::: DATA FOR PROCESSING

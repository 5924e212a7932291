//! Experience pipeline
//!
//! Chat activity is turned into experience deltas by the reward policy
//! (`rewards`), buffered in the in-memory `queue`, and periodically merged into
//! the user ledger by the batch consumer (`drain`), which applies the
//! `leveling` rule and announces level-ups.
//!
//! ```text
//! chat signal → RewardPolicy → ExperienceQueue → DrainJob (timer) → UserLedger
//!                                                      ↓
//!                                            Notifier (level-up)
//! ```

use chrono::{DateTime, Utc};
use serde::{Deserialize, Serialize};

use crate::domain::user::{ChannelId, UserId};

pub mod drain;
pub mod leveling;
pub mod queue;
pub mod rewards;

pub use drain::{DrainJob, DrainReport, DrainSettings};
pub use leveling::{LevelOutcome, LevelingRule};
pub use queue::{DrainGuard, ExperienceQueue};
pub use rewards::{ChatSignal, RewardPolicy};

/// Which chat signal produced an entry. Carried for logging only.
#[derive(Clone, Copy, Debug, PartialEq, Eq, Serialize, Deserialize)]
#[serde(rename_all = "snake_case")]
pub enum RewardSource {
    Message,
    ReactionAdded,
    ReactionRemoved,
}

impl RewardSource {
    pub fn as_str(&self) -> &'static str {
        match self {
            Self::Message => "message",
            Self::ReactionAdded => "reaction_added",
            Self::ReactionRemoved => "reaction_removed",
        }
    }
}

#[derive(Clone, Debug, PartialEq, Eq, Serialize, Deserialize)]
pub struct ExpDelta {
    pub user_id: UserId,
    pub delta: i64,
    pub channel_id: Option<ChannelId>,
    pub enqueued_at: DateTime<Utc>,
    pub source: RewardSource,
}

#[derive(Clone, Debug, PartialEq, Eq, Serialize, Deserialize)]
#[serde(tag = "kind", rename_all = "snake_case")]
pub enum QueueEntry {
    UserExpDelta(ExpDelta),
}

impl QueueEntry {
    pub fn user_id(&self) -> &UserId {
        match self {
            Self::UserExpDelta(delta) => &delta.user_id,
        }
    }
}

impl From<ExpDelta> for QueueEntry {
    fn from(value: ExpDelta) -> Self {
        Self::UserExpDelta(value)
    }
}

::::::

• REQUIRED ACTION
What this task asks for is an exact copy of the material above.

• EXERCISE ANSWER
repository 5924e212a7932291
//! Experience pipeline
//!
//! Chat activity is turned into experience deltas by the reward policy
//! (`rewards`), buffered in the in-memory `queue`, and periodically merged into
//! the user ledger by the batch consumer (`drain`), which applies the
//! `leveling` rule and announces level-ups.
//!
//! ```text
//! chat signal → RewardPolicy → ExperienceQueue → DrainJob (timer) → UserLedger
//!                                                      ↓
//!                                            Notifier (level-up)
//! ```

use chrono::{DateTime, Utc};
use serde::{Deserialize, Serialize};

use crate::domain::user::{ChannelId, UserId};

pub mod drain;
pub mod leveling;
pub mod queue;
pub mod rewards;

pub use drain::{DrainJob, DrainReport, DrainSettings};
pub use leveling::{LevelOutcome, LevelingRule};
pub use queue::{DrainGuard, ExperienceQueue};
pub use rewards::{ChatSignal, RewardPolicy};

/// Which chat signal produced an entry. Carried for logging only.
#[derive(Clone, Copy, Debug, PartialEq, Eq, Serialize, Deserialize)]
#[serde(rename_all = "snake_case")]
pub enum RewardSource {
    Message,
    ReactionAdded,
    ReactionRemoved,
}

impl RewardSource {
    pub fn as_str(&self) -> &'static str {
        match self {
            Self::Message => "message",
            Self::ReactionAdded => "reaction_added",
            Self::ReactionRemoved => "reaction_removed",
        }
    }
}

#[derive(Clone, Debug, PartialEq, Eq, Serialize, Deserialize)]
pub struct ExpDelta {
    pub user_id: UserId,
    pub delta: i64,
    pub channel_id: Option<ChannelId>,
    pub enqueued_at: DateTime<Utc>,
    pub source: RewardSource,
}

#[derive(Clone, Debug, PartialEq, Eq, Serialize, Deserialize)]
#[serde(tag = "kind", rename_all = "snake_case")]
pub enum QueueEntry {
    UserExpDelta(ExpDelta),
}

impl QueueEntry {
    pub fn user_id(&self) -> &UserId {
        match self {
            Self::UserExpDelta(delta) => &delta.user_id,
        }
    }
}

impl From<ExpDelta> for QueueEntry {
    fn from(value: ExpDelta) -> Self {
        Self::UserExpDelta(value)
    }
}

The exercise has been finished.